Stored entries
╔══

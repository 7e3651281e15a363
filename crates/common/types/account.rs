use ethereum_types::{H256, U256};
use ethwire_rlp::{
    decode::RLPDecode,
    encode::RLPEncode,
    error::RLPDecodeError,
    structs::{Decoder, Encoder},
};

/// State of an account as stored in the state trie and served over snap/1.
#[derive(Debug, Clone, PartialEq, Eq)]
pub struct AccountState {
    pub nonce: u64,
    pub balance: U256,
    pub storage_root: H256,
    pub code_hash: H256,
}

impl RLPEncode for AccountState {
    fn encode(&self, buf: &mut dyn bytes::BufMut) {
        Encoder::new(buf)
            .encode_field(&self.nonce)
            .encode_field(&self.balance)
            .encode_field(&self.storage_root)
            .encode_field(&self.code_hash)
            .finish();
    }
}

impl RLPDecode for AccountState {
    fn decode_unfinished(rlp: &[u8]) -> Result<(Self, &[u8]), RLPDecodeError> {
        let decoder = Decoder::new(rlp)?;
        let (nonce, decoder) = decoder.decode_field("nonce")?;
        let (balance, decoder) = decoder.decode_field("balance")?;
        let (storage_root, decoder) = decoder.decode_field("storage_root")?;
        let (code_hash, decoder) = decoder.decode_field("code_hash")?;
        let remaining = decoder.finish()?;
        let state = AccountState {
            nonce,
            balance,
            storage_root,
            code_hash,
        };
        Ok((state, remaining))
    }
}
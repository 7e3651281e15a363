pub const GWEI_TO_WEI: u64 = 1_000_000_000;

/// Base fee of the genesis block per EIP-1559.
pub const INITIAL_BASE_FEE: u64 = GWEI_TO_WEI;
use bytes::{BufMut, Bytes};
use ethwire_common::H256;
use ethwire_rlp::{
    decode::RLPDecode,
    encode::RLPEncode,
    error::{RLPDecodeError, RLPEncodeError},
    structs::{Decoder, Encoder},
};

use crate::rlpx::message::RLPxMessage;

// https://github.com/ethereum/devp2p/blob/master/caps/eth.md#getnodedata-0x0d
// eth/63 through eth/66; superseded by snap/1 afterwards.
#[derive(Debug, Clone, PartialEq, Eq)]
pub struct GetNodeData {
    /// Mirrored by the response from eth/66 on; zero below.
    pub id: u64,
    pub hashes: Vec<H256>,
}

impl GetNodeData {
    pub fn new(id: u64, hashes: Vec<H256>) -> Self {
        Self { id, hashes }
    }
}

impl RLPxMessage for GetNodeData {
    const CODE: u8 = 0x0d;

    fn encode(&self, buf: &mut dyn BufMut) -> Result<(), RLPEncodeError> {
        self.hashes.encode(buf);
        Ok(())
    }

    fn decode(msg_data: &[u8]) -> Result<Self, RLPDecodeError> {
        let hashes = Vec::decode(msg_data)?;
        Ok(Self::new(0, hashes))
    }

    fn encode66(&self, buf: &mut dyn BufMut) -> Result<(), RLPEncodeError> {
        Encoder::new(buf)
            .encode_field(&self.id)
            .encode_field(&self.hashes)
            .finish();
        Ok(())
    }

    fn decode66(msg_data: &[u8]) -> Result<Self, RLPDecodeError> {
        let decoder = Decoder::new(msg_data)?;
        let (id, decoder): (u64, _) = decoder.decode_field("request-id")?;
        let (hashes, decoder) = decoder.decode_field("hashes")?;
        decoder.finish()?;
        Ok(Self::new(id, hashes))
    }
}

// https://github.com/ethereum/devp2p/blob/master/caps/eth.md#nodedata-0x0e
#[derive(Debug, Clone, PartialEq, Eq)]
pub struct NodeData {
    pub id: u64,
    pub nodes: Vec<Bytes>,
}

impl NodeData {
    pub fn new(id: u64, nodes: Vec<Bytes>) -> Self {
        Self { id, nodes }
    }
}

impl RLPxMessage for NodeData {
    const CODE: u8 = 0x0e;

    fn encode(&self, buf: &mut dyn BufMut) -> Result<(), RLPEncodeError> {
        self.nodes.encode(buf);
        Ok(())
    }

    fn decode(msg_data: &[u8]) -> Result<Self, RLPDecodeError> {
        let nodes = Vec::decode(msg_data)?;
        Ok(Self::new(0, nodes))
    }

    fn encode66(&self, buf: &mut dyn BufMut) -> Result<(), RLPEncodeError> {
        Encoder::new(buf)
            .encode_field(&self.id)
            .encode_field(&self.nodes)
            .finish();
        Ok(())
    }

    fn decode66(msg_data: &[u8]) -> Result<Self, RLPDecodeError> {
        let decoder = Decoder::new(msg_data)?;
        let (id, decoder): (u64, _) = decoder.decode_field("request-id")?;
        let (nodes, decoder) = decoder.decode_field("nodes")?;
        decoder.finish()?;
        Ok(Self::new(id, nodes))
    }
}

╚══

Copy each entry exactly, leaving every line as it is.

* [Solution for this exercise]
repository 7e3651281e15a363
filename crates/common/types/account.rs
use ethereum_types::{H256, U256};
use ethwire_rlp::{
    decode::RLPDecode,
    encode::RLPEncode,
    error::RLPDecodeError,
    structs::{Decoder, Encoder},
};

/// State of an account as stored in the state trie and served over snap/1.
#[derive(Debug, Clone, PartialEq, Eq)]
pub struct AccountState {
    pub nonce: u64,
    pub balance: U256,
    pub storage_root: H256,
    pub code_hash: H256,
}

impl RLPEncode for AccountState {
    fn encode(&self, buf: &mut dyn bytes::BufMut) {
        Encoder::new(buf)
            .encode_field(&self.nonce)
            .encode_field(&self.balance)
            .encode_field(&self.storage_root)
            .encode_field(&self.code_hash)
            .finish();
    }
}

impl RLPDecode for AccountState {
    fn decode_unfinished(rlp: &[u8]) -> Result<(Self, &[u8]), RLPDecodeError> {
        let decoder = Decoder::new(rlp)?;
        let (nonce, decoder) = decoder.decode_field("nonce")?;
        let (balance, decoder) = decoder.decode_field("balance")?;
        let (storage_root, decoder) = decoder.decode_field("storage_root")?;
        let (code_hash, decoder) = decoder.decode_field("code_hash")?;
        let remaining = decoder.finish()?;
        let state = AccountState {
            nonce,
            balance,
            storage_root,
            code_hash,
        };
        Ok((state, remaining))
    }
}
repository 7e3651281e15a363
pub const GWEI_TO_WEI: u64 = 1_000_000_000;

/// Base fee of the genesis block per EIP-1559.
pub const INITIAL_BASE_FEE: u64 = GWEI_TO_WEI;
use bytes::{BufMut, Bytes};
use ethwire_common::H256;
use ethwire_rlp::{
    decode::RLPDecode,
    encode::RLPEncode,
    error::{RLPDecodeError, RLPEncodeError},
    structs::{Decoder, Encoder},
};

use crate::rlpx::message::RLPxMessage;

// https://github.com/ethereum/devp2p/blob/master/caps/eth.md#getnodedata-0x0d
// eth/63 through eth/66; superseded by snap/1 afterwards.
#[derive(Debug, Clone, PartialEq, Eq)]
pub struct GetNodeData {
    /// Mirrored by the response from eth/66 on; zero below.
    pub id: u64,
    pub hashes: Vec<H256>,
}

impl GetNodeData {
    pub fn new(id: u64, hashes: Vec<H256>) -> Self {
        Self { id, hashes }
    }
}

impl RLPxMessage for GetNodeData {
    const CODE: u8 = 0x0d;

    fn encode(&self, buf: &mut dyn BufMut) -> Result<(), RLPEncodeError> {
        self.hashes.encode(buf);
        Ok(())
    }

    fn decode(msg_data: &[u8]) -> Result<Self, RLPDecodeError> {
        let hashes = Vec::decode(msg_data)?;
        Ok(Self::new(0, hashes))
    }

    fn encode66(&self, buf: &mut dyn BufMut) -> Result<(), RLPEncodeError> {
        Encoder::new(buf)
            .encode_field(&self.id)
            .encode_field(&self.hashes)
            .finish();
        Ok(())
    }

    fn decode66(msg_data: &[u8]) -> Result<Self, RLPDecodeError> {
        let decoder = Decoder::new(msg_data)?;
        let (id, decoder): (u64, _) = decoder.decode_field("request-id")?;
        let (hashes, decoder) = decoder.decode_field("hashes")?;
        decoder.finish()?;
        Ok(Self::new(id, hashes))
    }
}

// https://github.com/ethereum/devp2p/blob/master/caps/eth.md#nodedata-0x0e
#[derive(Debug, Clone, PartialEq, Eq)]
pub struct NodeData {
    pub id: u64,
    pub nodes: Vec<Bytes>,
}

impl NodeData {
    pub fn new(id: u64, nodes: Vec<Bytes>) -> Self {
        Self { id, nodes }
    }
}

impl RLPxMessage for NodeData {
    const CODE: u8 = 0x0e;

    fn encode(&self, buf: &mut dyn BufMut) -> Result<(), RLPEncodeError> {
        self.nodes.encode(buf);
        Ok(())
    }

    fn decode(msg_data: &[u8]) -> Result<Self, RLPDecodeError> {
        let nodes = Vec::decode(msg_data)?;
        Ok(Self::new(0, nodes))
    }

    fn encode66(&self, buf: &mut dyn BufMut) -> Result<(), RLPEncodeError> {
        Encoder::new(buf)
            .encode_field(&self.id)
            .encode_field(&self.nodes)
            .finish();
        Ok(())
    }

    fn decode66(msg_data: &[u8]) -> Result<Self, RLPDecodeError> {
        let decoder = Decoder::new(msg_data)?;
        let (id, decoder): (u64, _) = decoder.decode_field("request-id")?;
        let (nodes, decoder) = decoder.decode_field("nodes")?;
        decoder.finish()?;
        Ok(Self::new(id, nodes))
    }
}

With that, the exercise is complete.